A variation on the theme popular among Lutherans, and popularised among Adventists by Bob Brinsmead (before he became a 'Christian Atheist'), has everything being "judged by the Gospel." This at least has the advantage of stepping away from bibliolatry, but raises the question: what exactly is the gospel. I think we'll need another committee...

Again, it comes back to how you perceive the Bible. Do we join the Calvinista in finding a grand narrative that wires the sixty-six books tightly together, an inspired thread of number eight fencing wire that binds Genesis to Revelation with everything sandwiched harmoniously in between? Or do we read each book as a document (or a compendium of documents like Isaiah, or a shuffled deck of cards like 2 Corinthians), a discrete entity with its own integrity, audience and assumptions? Holy hermeneutics! Do later books retrospectively interpret the earlier ones? Can a Jewish reader understand Leviticus without the aid of the helpful literature produced by the Banner of Truth Trust? What on earth is Amy-Jill Levine even thinking when she writes about the New Testament?
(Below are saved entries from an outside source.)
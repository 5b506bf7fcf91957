//! # 用户会话实体定义
//!
//! 设备会话表的 Sea-ORM 实体模型

use sea_orm::entity::prelude::*;
use serde::{Deserialize, Serialize};

/// 用户会话实体
#[derive(Clone, Debug, PartialEq, DeriveEntityModel, Eq, Serialize, Deserialize)]
#[sea_orm(table_name = "user_sessions")]
pub struct Model {
    #[sea_orm(primary_key)]
    pub id: i32,
    pub user_id: i32,
    /// 256 位随机值的十六进制编码
    #[sea_orm(unique)]
    pub session_token: String,
    pub ip_address: Option<String>,
    pub user_agent: Option<String>,
    pub device_info: String,
    pub expires_at: DateTime,
    pub last_activity: DateTime,
    pub created_at: DateTime,
}

#[derive(Copy, Clone, Debug, EnumIter, DeriveRelation)]
pub enum Relation {
    #[sea_orm(
        belongs_to = "super::users::Entity",
        from = "Column::UserId",
        to = "super::users::Column::Id",
        on_update = "Cascade",
        on_delete = "Cascade"
    )]
    User,
}

impl Related<super::users::Entity> for Entity {
    fn to() -> RelationDef {
        Relation::User.def()
    }
}

impl ActiveModelBehavior for ActiveModel {}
And which Bible do we mean by the Bible? There's a strong case to be made that the Septuagint is primary Christian scripture, not the Hebrew Bible (it was apparently good enough for Paul.) What about the Apocrypha? 1 Enoch? As for the New Testament, it must have been a confusing time before the not-so-saintly Athanasius tossed out his festal letter in 367.

367! Let's think about that for a moment. If the day of Pentecost had "fully come" back in 1970 instead of 30CE, we'd all be dead and gone before there was anything like a New Testament canon available. It's somewhat doubtful any of us will be here in 2307. That's a powerful-long wait.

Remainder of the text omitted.